* **TASK GOAL**
Only lines containing the string "GoalMap" belong in the answer; copy all of them from the entries.

*** DATA FOR REVIEW ***

use std::error::Error;
use std::fmt::{self, Display, Formatter};
use std::str::FromStr;

use crate::data::{MapCell, Pos, MAX_BOXES, MAX_SIZE};
use crate::level::Level;
use crate::map::GoalMap;
use crate::state::{State, WeightedBox};
use crate::vec2d::Vec2d;

#[derive(Debug, Clone, PartialEq, Eq)]
pub enum ParserErr {
    /// Invalid character at row, column.
    Pos(usize, usize),
    TooLarge,
    MultiplePlayers,
    NoPlayer,
    InvalidWeight(String),
    WeightCount { boxes: usize, weights: usize },
    TooManyBoxes,
}

impl Display for ParserErr {
    fn fmt(&self, f: &mut Formatter<'_>) -> fmt::Result {
        match *self {
            ParserErr::Pos(r, c) => write!(f, "Invalid cell at pos: [{}, {}]", r, c),
            ParserErr::TooLarge => write!(f, "Map larger than 255 rows/columns"),
            ParserErr::MultiplePlayers => write!(f, "More than one player"),
            ParserErr::NoPlayer => write!(f, "No player"),
            ParserErr::InvalidWeight(ref w) => write!(f, "Invalid box weight: {}", w),
            ParserErr::WeightCount { boxes, weights } => write!(
                f,
                "Got {} weights for {} boxes - need one weight per box or no weights line",
                weights, boxes
            ),
            ParserErr::TooManyBoxes => write!(f, "More than 255 boxes"),
        }
    }
}

impl Error for ParserErr {}

impl FromStr for Level {
    type Err = ParserErr;

    fn from_str(s: &str) -> Result<Self, Self::Err> {
        parse(s)
    }
}

/// Parses (a superset of) the format described [here](http://www.sokobano.de/wiki/index.php?title=Level_format).
///
/// The first line can optionally list box weights separated by whitespace,
/// in the order the boxes appear (row by row, left to right).
/// Boxes are unweighted without it.
pub(crate) fn parse(level: &str) -> Result<Level, ParserErr> {
    // trim so we can specify levels using raw strings more easily
    let level = level.trim_matches('\n');

    let mut lines = level.lines().peekable();
    let weights = match lines.peek() {
        Some(first) if is_weights_line(first) => {
            let weights = parse_weights(first)?;
            lines.next();
            Some(weights)
        }
        _ => None,
    };

    let mut grid = Vec::new();
    let mut goals = Vec::new();
    let mut box_positions = Vec::new();
    let mut player_pos = None;

    for (r, line) in lines.enumerate() {
        if r >= MAX_SIZE {
            return Err(ParserErr::TooLarge);
        }
        let mut line_tiles = Vec::new();
        for (c, cur_char) in line.trim_end().chars().enumerate() {
            if c >= MAX_SIZE {
                return Err(ParserErr::TooLarge);
            }
            let pos = Pos::new(r as u8, c as u8);

            let tile = match cur_char {
                '#' => MapCell::Wall,
                'p' | '@' => {
                    if player_pos.is_some() {
                        return Err(ParserErr::MultiplePlayers);
                    }
                    player_pos = Some(pos);
                    MapCell::Empty
                }
                'P' | '+' | '!' => {
                    if player_pos.is_some() {
                        return Err(ParserErr::MultiplePlayers);
                    }
                    player_pos = Some(pos);
                    goals.push(pos);
                    MapCell::Goal
                }
                'b' | '$' => {
                    box_positions.push(pos);
                    MapCell::Empty
                }
                'B' | '*' => {
                    box_positions.push(pos);
                    goals.push(pos);
                    MapCell::Goal
                }
                '.' => {
                    goals.push(pos);
                    MapCell::Goal
                }
                ' ' | '-' | '_' => MapCell::Empty,
                _ => return Err(ParserErr::Pos(r, c)),
            };
            line_tiles.push(tile);
        }
        grid.push(line_tiles);
    }

    let player_pos = player_pos.ok_or(ParserErr::NoPlayer)?;
    if box_positions.len() > MAX_BOXES {
        return Err(ParserErr::TooManyBoxes);
    }

    let weights = weights.unwrap_or_else(|| vec![0; box_positions.len()]);
    if weights.len() != box_positions.len() {
        return Err(ParserErr::WeightCount {
            boxes: box_positions.len(),
            weights: weights.len(),
        });
    }

    let boxes = box_positions
        .into_iter()
        .zip(weights)
        .enumerate()
        .map(|(id, (pos, weight))| WeightedBox::new(id as u8, pos, weight))
        .collect();

    Ok(Level::new(
        GoalMap::new(Vec2d::new(&grid), goals),
        State::new(player_pos, boxes),
    ))
}

fn is_weights_line(line: &str) -> bool {
    line.chars().any(|c| c.is_ascii_digit())
        && line
            .chars()
            .all(|c| c.is_ascii_digit() || c.is_whitespace())
}

fn parse_weights(line: &str) -> Result<Vec<u32>, ParserErr> {
    line.split_whitespace()
        .map(|w| w.parse().map_err(|_| ParserErr::InvalidWeight(w.to_string())))
        .collect()
}

#[cfg(test)]
mod tests {
    use super::*;
    use crate::config::Format;

    #[test]
    fn fail_empty() {
        assert_failure("", ParserErr::NoPlayer);
    }

    #[test]
    fn fail_no_player() {
        let level = r"
#####
#   #
#####
";
        assert_failure(level, ParserErr::NoPlayer);
    }

    #[test]
    fn fail_multiple_players() {
        let level = r"
######
#@ $+#
######
";
        assert_failure(level, ParserErr::MultiplePlayers);
    }

    #[test]
    fn fail_pos() {
        let level = r"
#####
#@X.#
#####
";
        assert_failure(level, ParserErr::Pos(1, 2));
    }

    #[test]
    fn fail_weight_count() {
        let level = r"
1 2
#####
#@$.#
#####
";
        assert_failure(
            level,
            ParserErr::WeightCount {
                boxes: 1,
                weights: 2,
            },
        );
    }

    #[test]
    fn fail_weight_overflow() {
        let level = r"
99999999999
#####
#@$.#
#####
";
        assert_failure(level, ParserErr::InvalidWeight("99999999999".to_string()));
    }

    #[test]
    fn fail_too_large() {
        let level = format!("{}@", " ".repeat(MAX_SIZE));
        assert_failure(&level, ParserErr::TooLarge);
    }

    #[test]
    fn simplest() {
        let level = r"
#####
#@$.#
#####
";
        assert_success(level);
        let level: Level = level.parse().unwrap();
        assert_eq!(level.state.boxes()[0].weight(), 0);
    }

    #[test]
    fn alternative_chars() {
        let level: Level = "######\n#p-b.#\n######".parse().unwrap();
        assert_eq!(level.to_string(), "######\n#@ $.#\n######\n");

        let level: Level = "#####\n#P B#\n#####".parse().unwrap();
        assert_eq!(level.to_string(), "#####\n#+ *#\n#####\n");
    }

    #[test]
    fn worker_on_target() {
        let level: Level = "#####\n#$ !#\n#####".parse().unwrap();
        assert_eq!(level.xsb().to_string(), "#####\n#$ +#\n#####\n");
        assert_eq!(level.warehouse().to_string(), "#####\n#$ !#\n#####\n");
        assert_eq!(
            level.format(Format::Warehouse).to_string(),
            level.warehouse().to_string()
        );
    }

    #[test]
    fn weights_in_row_major_order() {
        let level = r"
3 7 11
#######
#. $ .#
#$ @ .#
# $   #
#######
";
        let level: Level = level.parse().unwrap();
        let boxes = level.state.boxes();
        assert_eq!(boxes.len(), 3);
        let summary: Vec<_> = boxes.iter().map(|b| (b.id(), b.weight())).collect();
        assert_eq!(summary, vec![(0, 3), (1, 7), (2, 11)]);
        assert_eq!(boxes[0].pos(), Pos::new(1, 3));
        assert_eq!(boxes[2].pos(), Pos::new(3, 2));
        assert_eq!(level.map.goals.len(), 3);
    }

    #[test]
    fn trailing_whitespace_and_padding() {
        let level = "####  \n#@$.#   \n####\n";
        let level: Level = level.parse().unwrap();
        assert_eq!(level.map.grid.cols(), 5);
        assert_eq!(level.to_string(), "#### \n#@$.#\n#### \n");
    }

    #[test]
    fn original_1() {
        let level = r"
    #####
    #   #
    #$  #
  ###  $##
  #  $ $ #
### # ## #   ######
#   # ## #####  ..#
# $  $          ..#
##### ### #@##  ..#
    #     #########
    #######
";
        let level: Level = level.parse().unwrap();
        assert_eq!(level.state.boxes().len(), 6);
        assert_eq!(level.map.goals.len(), 6);
        assert_eq!(level.state.player_pos(), Pos::new(8, 11));

        let rendered = level.to_string();
        assert_eq!(rendered.lines().count(), 11);
        assert!(rendered.lines().all(|line| line.len() == 19));
    }

    fn assert_failure(input_level: &str, expected_err: ParserErr) {
        assert_eq!(input_level.parse::<Level>().unwrap_err(), expected_err);
    }

    fn assert_success(input_level: &str) {
        let level: Level = input_level.parse().unwrap();
        assert_eq!(level.to_string(), input_level.trim_start_matches('\n'));
    }
}
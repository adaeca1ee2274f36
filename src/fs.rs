use std::error::Error;
use std::fs;
use std::path::Path;

use crate::level::Level;
use crate::parser;
use crate::LoadLevel;

pub(crate) fn read_file<P: AsRef<Path>>(path: P) -> Result<String, Box<dyn Error>> {
    Ok(fs::read_to_string(path)?)
}

impl<P: AsRef<Path>> LoadLevel for P {
    fn load_level(&self) -> Result<Level, Box<dyn Error>> {
        let text = read_file(self)?;
        let level = parser::parse(&text)?;
        Ok(level)
    }
}
use std::fmt::{self, Debug, Display, Formatter};

use crate::config::Format;
use crate::data::{MapCell, Pos};
use crate::map_formatter::MapFormatter;
use crate::state::State;
use crate::vec2d::Vec2d;

/// The static part of a level: walls and targets.
#[derive(Clone)]
pub(crate) struct GoalMap {
    pub(crate) grid: Vec2d<MapCell>,
    /// Sorted row-major.
    pub(crate) goals: Vec<Pos>,
}

impl GoalMap {
    pub(crate) fn new(grid: Vec2d<MapCell>, mut goals: Vec<Pos>) -> Self {
        goals.sort();
        GoalMap { grid, goals }
    }

    pub(crate) fn is_goal(&self, pos: Pos) -> bool {
        self.grid[pos] == MapCell::Goal
    }

    pub(crate) fn format_with_state<'a>(
        &'a self,
        format: Format,
        state: &'a State,
    ) -> MapFormatter<'a> {
        MapFormatter::new(&self.grid, Some(state), format)
    }

    pub(crate) fn xsb_with_state<'a>(&'a self, state: &'a State) -> MapFormatter<'a> {
        self.format_with_state(Format::Xsb, state)
    }
}

impl Display for GoalMap {
    fn fmt(&self, f: &mut Formatter<'_>) -> fmt::Result {
        write!(f, "{}", MapFormatter::new(&self.grid, None, Format::Xsb))
    }
}

impl Debug for GoalMap {
    fn fmt(&self, f: &mut Formatter<'_>) -> fmt::Result {
        write!(f, "{}", self)
    }
}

***

* **OUTPUT FOR THIS EXERCISE**
use crate::map::GoalMap;
        GoalMap::new(Vec2d::new(&grid), goals),
pub(crate) struct GoalMap {
impl GoalMap {
        GoalMap { grid, goals }
impl Display for GoalMap {
impl Debug for GoalMap {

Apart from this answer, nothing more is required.